Любовь и чума | страница 37
Молодой венецианец просмотрел быстро список, в котором фигурировали имена знаменитейших сановников двора.
— И вы уверены в успехе заговора? — спросил патриций.
— Дворцовая стража на нашей стороне, — ответил Никетас. — Все евнухи подкуплены… А вот вам и доказательство, — заключил старик, вынув из-под плаща драгоценный кинжал, который Мануил клал на ночь под подушку.
— Вы хотите убить его? — прошептал венецианец, глядя ему в лицо.
Логофет ответил утвердительным знаком, на который Сиани отозвался улыбкой.
— Будьте же осторожны! — заметил он с иронией. — Комнин силен и храбр и, пожалуй, не даст убить себя, как кроткого ягненка… Было бы даже смешно, если б вам удалось убить всем известного и ловкого убийцу! Это бы рассмешило самого сатану!
— Один из невольников всыпал в питье императора порошок, который погрузит его в самый глубокий сон.
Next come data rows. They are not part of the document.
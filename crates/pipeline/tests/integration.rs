//! Integration tests for the patch pipeline, using an in-memory engine and signer

#[cfg(test)]
mod tests {
    use rvx_catalog::CatalogSnapshot;
    use rvx_engine::*;
    use rvx_errors::{EngineError, Error, SigningError};
    use rvx_events::{channel, AppEvent, EventReceiver, PatcherEvent};
    use rvx_pipeline::*;
    use rvx_signing::ArchiveSigner;
    use rvx_types::{PatchDescriptor, PipelineStage, ProgressUpdate, RunReport, SigningOutcome};
    use std::collections::HashSet;
    use std::io::Write;
    use std::path::{Path, PathBuf};
    use std::sync::Arc;
    use uuid::Uuid;

    #[derive(Default, Clone)]
    struct FakeEngine {
        fail_open: bool,
        failing: HashSet<String>,
        logs: Vec<(&'static str, &'static str)>,
    }

    struct FakeSession {
        engine: FakeEngine,
        options: EngineOptions,
        metadata: PackageMetadata,
        patches: Vec<Arc<PatchDescriptor>>,
    }

    impl PatchEngine for FakeEngine {
        fn open(&self, options: EngineOptions) -> Result<Box<dyn PatchSession>, Error> {
            if self.fail_open {
                return Err(EngineError::InitializationFailed {
                    message: "not a valid apk".to_string(),
                }
                .into());
            }
            Ok(Box::new(FakeSession {
                engine: self.clone(),
                options,
                metadata: PackageMetadata {
                    package_name: "com.example".to_string(),
                    package_version: "1.0".to_string(),
                },
                patches: Vec::new(),
            }))
        }
    }

    impl PatchSession for FakeSession {
        fn package_metadata(&self) -> &PackageMetadata {
            &self.metadata
        }

        fn add_integrations(&mut self, _paths: &[PathBuf]) -> Result<(), Error> {
            Ok(())
        }

        fn add_patches(&mut self, patches: Vec<Arc<PatchDescriptor>>) {
            self.patches.extend(patches);
        }

        fn execute_patches(&mut self) -> Result<Vec<PatchOutcome>, Error> {
            for (level, message) in &self.engine.logs {
                match *level {
                    "error" => self.options.logger.error(message),
                    "info" => self.options.logger.info(message),
                    _ => self.options.logger.trace(message),
                }
            }
            Ok(self
                .patches
                .iter()
                .map(|p| {
                    if self.engine.failing.contains(&p.name) {
                        PatchOutcome::failed(&p.name, PatchFailure::with_message("boom"))
                    } else {
                        PatchOutcome::applied(&p.name)
                    }
                })
                .collect())
        }

        fn save(&mut self) -> Result<EngineOutput, Error> {
            let dex = self.options.cache_dir.join("classes.dex");
            std::fs::write(&dex, b"patched dex")?;
            Ok(EngineOutput {
                binaries: vec![GeneratedFile {
                    name: "classes.dex".to_string(),
                    path: dex,
                }],
                resource_archive: None,
            })
        }
    }

    struct FakeSigner {
        fail: bool,
    }

    impl ArchiveSigner for FakeSigner {
        fn sign(
            &self,
            unsigned: &Path,
            output: &Path,
            _keystore: &Path,
            _password: Option<&str>,
        ) -> Result<PathBuf, Error> {
            if self.fail {
                return Err(SigningError::KeystoreLocked {
                    path: "release.key".to_string(),
                    message: "wrong password".to_string(),
                }
                .into());
            }
            std::fs::copy(unsigned, output)?;
            Ok(output.with_extension("sig"))
        }
    }

    struct Fixture {
        _dir: tempfile::TempDir,
        request: PatcherRequest,
    }

    fn fixture(selected: &[&str]) -> Fixture {
        let dir = tempfile::tempdir().unwrap();
        let original = dir.path().join("original.apk");
        let cache_dir = dir.path().join("cache");
        std::fs::create_dir(&cache_dir).unwrap();

        let mut writer = zip::ZipWriter::new(std::fs::File::create(&original).unwrap());
        let stored = zip::write::SimpleFileOptions::default()
            .compression_method(zip::CompressionMethod::Stored);
        writer.start_file("classes.dex", stored).unwrap();
        writer.write_all(b"original dex").unwrap();
        writer.start_file("assets/data.bin", stored).unwrap();
        writer.write_all(b"asset bytes").unwrap();
        writer.finish().unwrap();

        let request = PatcherRequest {
            original,
            input: dir.path().join("input.apk"),
            patched: dir.path().join("patched.apk"),
            output: dir.path().join("out.apk"),
            integrations: vec![dir.path().join("integrations.apk")],
            selected_patches: selected.iter().map(ToString::to_string).collect(),
            cache_dir,
            keystore: dir.path().join("release.key"),
            keystore_password: None,
        };
        Fixture { _dir: dir, request }
    }

    fn catalog() -> CatalogSnapshot {
        CatalogSnapshot::from_patches(
            ["a", "b", "c"]
                .into_iter()
                .map(|name| Arc::new(PatchDescriptor::new(name, "1.0.0")))
                .collect(),
        )
    }

    fn run(engine: FakeEngine, signer: FakeSigner, request: &PatcherRequest) -> (RunReport, EventReceiver) {
        let (tx, rx) = channel();
        let pipeline = PatchPipeline::new(Arc::new(engine), Arc::new(signer));
        let recorder = Arc::new(RunRecorder::new(
            Uuid::new_v4(),
            Some(tx),
            request.patched.clone(),
            request.output.clone(),
        ));
        let report = pipeline.run(request, &catalog(), &recorder);
        (report, rx)
    }

    fn drain_progress(rx: &mut EventReceiver) -> Vec<ProgressUpdate> {
        let mut updates = Vec::new();
        while let Ok(message) = rx.try_recv() {
            if let Some(update) = message.event.as_progress() {
                updates.push(update.clone());
            }
        }
        updates
    }

    #[test]
    fn test_zero_patches_reaches_done() {
        let fx = fixture(&[]);
        let (report, mut rx) = run(FakeEngine::default(), FakeSigner { fail: false }, &fx.request);

        assert!(report.finished());
        assert!(report.is_clean());
        assert_eq!(report.package_name.as_deref(), Some("com.example"));

        let updates = drain_progress(&mut rx);
        let progress: Vec<f64> = updates.iter().map(|u| u.progress).collect();
        assert_eq!(progress, [0.1, 0.2, 0.3, 0.4, 0.5, 0.7, 0.9, 1.0]);
        assert_eq!(updates[0].log, "Copying original apk");
        assert_eq!(updates[1].header, "Unpacking apk...");
        assert_eq!(updates[3].header, "Merging integrations...");
        assert_eq!(updates[7].header, "Finished!");
        assert_eq!(updates, report.updates);
    }

    #[test]
    fn test_unpack_failure_aborts_once() {
        let fx = fixture(&["a"]);
        let engine = FakeEngine {
            fail_open: true,
            ..FakeEngine::default()
        };
        let (report, mut rx) = run(engine, FakeSigner { fail: false }, &fx.request);

        let updates = drain_progress(&mut rx);
        let aborts = updates.iter().filter(|u| u.is_abort()).count();
        assert_eq!(aborts, 1);
        let last = updates.last().unwrap();
        assert!(last.is_abort());
        assert_eq!(last.header, "Aborting...");
        assert!(last
            .log
            .starts_with("An error occurred! Aborting\nError:\n"));
        assert!(last.log.contains("not a valid apk"));

        assert_eq!(report.stages, [PipelineStage::Copy, PipelineStage::Unpack]);
        assert_eq!(report.aborted.as_ref().unwrap().stage, PipelineStage::Unpack);
        assert!(!report.finished());
        assert!(report.artifact().is_none());
        assert!(!fx.request.patched.exists());
    }

    #[test]
    fn test_one_failing_patch_does_not_stop_run() {
        let fx = fixture(&["a", "b", "c"]);
        let engine = FakeEngine {
            failing: HashSet::from(["b".to_string()]),
            ..FakeEngine::default()
        };
        let (report, mut rx) = run(engine, FakeSigner { fail: false }, &fx.request);

        assert_eq!(report.applied, ["a", "c"]);
        assert_eq!(report.failed.len(), 1);
        assert_eq!(report.failed[0].reason, "boom");
        assert!(report.reached(PipelineStage::Repack));
        assert!(report.reached(PipelineStage::Sign));
        assert!(report.finished());

        let logs: Vec<String> = drain_progress(&mut rx)
            .into_iter()
            .filter(|u| (u.progress - 0.5).abs() < f64::EPSILON && u.header.is_empty())
            .map(|u| u.log)
            .collect();
        assert_eq!(logs, ["Applied a", "Failed to apply b: boom", "Applied c"]);

        assert_eq!(
            rvx_archive::read_entry(&fx.request.patched, "classes.dex").unwrap(),
            b"patched dex"
        );
        assert_eq!(
            rvx_archive::read_entry(&fx.request.patched, "assets/data.bin").unwrap(),
            b"asset bytes"
        );
        assert!(fx.request.output.exists());
    }

    #[test]
    fn test_signing_failure_still_finishes() {
        let fx = fixture(&["a"]);
        let (report, mut rx) = run(FakeEngine::default(), FakeSigner { fail: true }, &fx.request);

        assert!(report.finished());
        assert!(matches!(report.signing, SigningOutcome::Failed { .. }));
        assert_eq!(report.artifact(), Some(&fx.request.patched));
        assert!(fx.request.patched.exists());
        assert!(!fx.request.output.exists());

        let updates = drain_progress(&mut rx);
        let signing_error = updates
            .iter()
            .find(|u| u.log.starts_with("Error signing apk: "))
            .unwrap();
        assert!(signing_error.is_log_only());
        assert!(updates.iter().all(|u| !u.is_abort()));
        assert_eq!(updates.last().unwrap().progress, 1.0);
    }

    #[test]
    fn test_engine_logs_become_log_only_updates() {
        let fx = fixture(&["a"]);
        let engine = FakeEngine {
            logs: vec![("error", "bad things"), ("trace", "noise"), ("info", "hello")],
            ..FakeEngine::default()
        };
        let (_, mut rx) = run(engine, FakeSigner { fail: false }, &fx.request);

        let mut log_only = Vec::new();
        let mut engine_events = 0;
        while let Ok(message) = rx.try_recv() {
            match message.event {
                AppEvent::Patcher(PatcherEvent::Progress { update, .. }) if update.is_log_only() => {
                    assert!(update.header.is_empty());
                    log_only.push(update.log);
                }
                AppEvent::Patcher(PatcherEvent::EngineLog { .. }) => engine_events += 1,
                _ => {}
            }
        }
        assert_eq!(log_only, ["bad things", "hello"]);
        assert_eq!(engine_events, 3);
    }

    #[test]
    fn test_missing_original_aborts_at_copy() {
        let mut fx = fixture(&[]);
        fx.request.original = fx.request.cache_dir.join("missing.apk");
        let (report, mut rx) = run(FakeEngine::default(), FakeSigner { fail: false }, &fx.request);

        assert_eq!(report.aborted.unwrap().stage, PipelineStage::Copy);
        let updates = drain_progress(&mut rx);
        assert_eq!(updates.len(), 2);
        assert!(updates[1].is_abort());
    }

    #[test]
    fn test_run_events_bracket_progress() {
        let fx = fixture(&[]);
        let (_, mut rx) = run(FakeEngine::default(), FakeSigner { fail: false }, &fx.request);

        let mut events = Vec::new();
        while let Ok(message) = rx.try_recv() {
            events.push(message);
        }
        assert!(matches!(
            events.first().unwrap().event,
            AppEvent::Patcher(PatcherEvent::RunStarted { .. })
        ));
        assert!(matches!(
            events.last().unwrap().event,
            AppEvent::Patcher(PatcherEvent::RunFinished {
                finished: true,
                aborted: false,
                ..
            })
        ));
        let correlation = events[0].meta.correlation_id.clone();
        assert!(correlation.is_some());
        assert!(events.iter().all(|m| m.meta.correlation_id == correlation));
    }
}
//! Patch catalog error types

use std::borrow::Cow;

use crate::UserFacingError;
use thiserror::Error;

#[derive(Debug, Clone, Error)]
#[cfg_attr(feature = "serde", derive(serde::Serialize, serde::Deserialize))]
pub enum CatalogError {
    #[error("failed to load patch bundle {path}: {message}")]
    BundleLoadFailed { path: String, message: String },

    #[error("invalid patch bundle {path}: {message}")]
    InvalidBundle { path: String, message: String },

    #[error("patch '{name}' is already loaded")]
    DuplicatePatch { name: String },

    #[error("patch '{patch}' depends on unknown patch '{dependency}'")]
    UnresolvedDependency { patch: String, dependency: String },

    #[error("dependency cycle detected: {cycle}")]
    DependencyCycle { cycle: String },

    #[error("patch not found: {name}")]
    PatchNotFound { name: String },
}

impl UserFacingError for CatalogError {
    fn user_message(&self) -> Cow<'_, str> {
        Cow::Owned(self.to_string())
    }

    fn user_hint(&self) -> Option<&'static str> {
        match self {
            Self::BundleLoadFailed { .. } | Self::InvalidBundle { .. } => {
                Some("Check that the bundle path points to a valid patch bundle.")
            }
            Self::DuplicatePatch { .. } => {
                Some("The bundle was already loaded; restart to start from an empty catalog.")
            }
            Self::UnresolvedDependency { .. } | Self::DependencyCycle { .. } => {
                Some("The patch bundle is malformed; use a bundle built for this manager.")
            }
            Self::PatchNotFound { .. } => Some("List available patches with `rvx patches`."),
        }
    }

    fn user_code(&self) -> Option<&'static str> {
        Some(match self {
            Self::BundleLoadFailed { .. } => "catalog.bundle_load_failed",
            Self::InvalidBundle { .. } => "catalog.invalid_bundle",
            Self::DuplicatePatch { .. } => "catalog.duplicate_patch",
            Self::UnresolvedDependency { .. } => "catalog.unresolved_dependency",
            Self::DependencyCycle { .. } => "catalog.dependency_cycle",
            Self::PatchNotFound { .. } => "catalog.patch_not_found",
        })
    }
}
//! Run report accumulation and its projection onto the event channel

use crate::stages;
use rvx_engine::PatchOutcome;
use rvx_events::{AppEvent, EventEmitter, EventLevel, EventSender, PatcherEvent};
use rvx_types::{
    AbortRecord, PatchFailureRecord, PipelineStage, ProgressUpdate, RunReport, SigningOutcome,
};
use std::path::PathBuf;
use std::sync::{Mutex, MutexGuard, PoisonError};
use std::time::Instant;
use uuid::Uuid;

/// Records what a run does and mirrors each record as an event.
///
/// Shared between the pipeline and the engine logger, so every method takes
/// `&self`. Updates reach the channel in the order they are recorded.
pub struct RunRecorder {
    run_id: Uuid,
    tx: Option<EventSender>,
    started: Instant,
    report: Mutex<RunReport>,
}

impl EventEmitter for RunRecorder {
    fn event_sender(&self) -> Option<&EventSender> {
        self.tx.as_ref()
    }

    fn correlation_id(&self) -> Option<String> {
        Some(self.run_id.to_string())
    }
}

impl RunRecorder {
    pub fn new(run_id: Uuid, tx: Option<EventSender>, patched: PathBuf, output: PathBuf) -> Self {
        Self {
            run_id,
            tx,
            started: Instant::now(),
            report: Mutex::new(RunReport::new(run_id, patched, output)),
        }
    }

    #[must_use]
    pub fn run_id(&self) -> Uuid {
        self.run_id
    }

    fn report(&self) -> MutexGuard<'_, RunReport> {
        self.report.lock().unwrap_or_else(PoisonError::into_inner)
    }

    /// Announce the run before any stage executes
    pub fn started(&self, selected_patches: usize) {
        self.emit(AppEvent::Patcher(PatcherEvent::RunStarted {
            run_id: self.run_id,
            selected_patches,
        }));
    }

    /// Record and emit one progress update
    pub fn progress(&self, update: ProgressUpdate) {
        // hold the lock while sending so concurrent loggers cannot reorder
        let mut report = self.report();
        report.updates.push(update.clone());
        self.emit_progress(self.run_id, update);
    }

    /// Enter a stage and emit its fixed update
    pub fn stage(&self, stage: PipelineStage) {
        tracing::debug!(run_id = %self.run_id, %stage, "entering stage");
        self.report().stages.push(stage);
        self.progress(stages::entered(stage));
    }

    pub fn set_package(&self, package_name: &str) {
        self.report().package_name = Some(package_name.to_string());
    }

    /// Engine diagnostic line; everything above trace becomes a log-only update
    pub fn engine_log(&self, level: EventLevel, message: &str) {
        self.emit(AppEvent::Patcher(PatcherEvent::EngineLog {
            run_id: self.run_id,
            level,
            message: message.to_string(),
        }));
        if level != EventLevel::Trace {
            self.progress(ProgressUpdate::log_only(message));
        }
    }

    pub fn patch_outcome(&self, outcome: &PatchOutcome) {
        match &outcome.result {
            Ok(()) => {
                tracing::info!(run_id = %self.run_id, patch = %outcome.patch, "patch applied");
                self.report().applied.push(outcome.patch.clone());
                self.progress(stages::patch_applied(&outcome.patch));
            }
            Err(failure) => {
                let reason = failure.describe().to_string();
                tracing::error!(
                    run_id = %self.run_id,
                    patch = %outcome.patch,
                    reason = %reason,
                    "patch failed"
                );
                self.report().failed.push(PatchFailureRecord {
                    patch: outcome.patch.clone(),
                    reason: reason.clone(),
                });
                self.emit(AppEvent::Patcher(PatcherEvent::PatchFailed {
                    run_id: self.run_id,
                    patch: outcome.patch.clone(),
                    reason: reason.clone(),
                }));
                self.progress(stages::patch_failed(&outcome.patch, &reason));
            }
        }
    }

    pub fn signed(&self, output: PathBuf) {
        self.report().signing = SigningOutcome::Signed { output };
    }

    /// Signing failure: logged and recorded, the run goes on
    pub fn signing_failed(&self, message: &str) {
        tracing::error!(run_id = %self.run_id, error = %message, "error signing apk");
        self.report().signing = SigningOutcome::Failed {
            message: message.to_string(),
        };
        self.emit(AppEvent::Patcher(PatcherEvent::SigningFailed {
            run_id: self.run_id,
            message: message.to_string(),
        }));
        self.progress(stages::signing_failed(message));
    }

    /// Record the abort and emit the terminal abort update
    pub fn abort(&self, stage: PipelineStage, diagnostic: &str) {
        tracing::error!(run_id = %self.run_id, %stage, "patch run aborted: {diagnostic}");
        self.report().aborted = Some(AbortRecord {
            stage,
            diagnostic: diagnostic.to_string(),
        });
        self.progress(stages::aborted(diagnostic));
    }

    /// Close the report and announce the outcome
    pub fn finish(&self) -> RunReport {
        let mut report = self.report().clone();
        report.duration_ms = u64::try_from(self.started.elapsed().as_millis()).unwrap_or(u64::MAX);

        self.emit(AppEvent::Patcher(PatcherEvent::RunFinished {
            run_id: self.run_id,
            finished: report.finished(),
            aborted: report.aborted.is_some(),
            failed_patches: report.failed.len(),
            duration_ms: report.duration_ms,
        }));
        report
    }
}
— Но ведь убийце императора грозит опасность: найдутся ли у вас такие смелые и надежные исполнители дела?
— Двадцать человек добиваются чести отправить на тот свет изменника Комнина. Но наш мудрый совет решил предоставить это достойное дело вам или Орио, приняв во внимание, что вы лично смертельно оскорблены Комнином.
— Но да это ведь низость! — воскликнул Сиани, оттолкнув старика.
— Что тут происходит? — спросил проснувшийся Орио, протирая глаза.
— Великий логофет пришел предложить нам честь убить императора, — ответил Валериано.
— Да разве ты считаешь нас палачами, презренный? — крикнул Орио, соскакивая с койки. — Тебя, вот кого следует убить без разговоров.
Взбешенный Молипиери схватил его за горло.
— О, сжальтесь, — прохрипел, задыхаясь, старик, стараясь вырваться из рук венецианца.
Сиани заступился за него и оттащил товарища.
— Благородные синьоры, — бормотал Никетас, оправляя одежду. — Мы предвидели ваш протест… И я не осмеливаюсь настаивать. Надеюсь, что по истечении часа вы и все ваши соотечественники будете уже свободны, а все мои обещания будут свято исполнены. Теперь же позвольте мне удалиться отсюда, так как заговорщики ждут только вашего ответа, чтобы приступить к делу.
Он низко поклонился и хотел уже уйти, когда Сиани вдруг остановил его.
— Я обдумал вопрос, — сказал он логофету, — и пришел к заключению, что ваше предложение не так оскорбительно, каким я счел его под влиянием нахлынувших чувств.
— Благородный венецианец, ваши слова радуют меня до глубины души! — отозвался старик, сжимая крепко руку молодого патриция.
— Император действительно покушался отнять у меня мою честь и мое состояние. И чем больше я вдумываюсь, тем сильнее сожалею, что отверг предложение отомстить ему за оскорбление.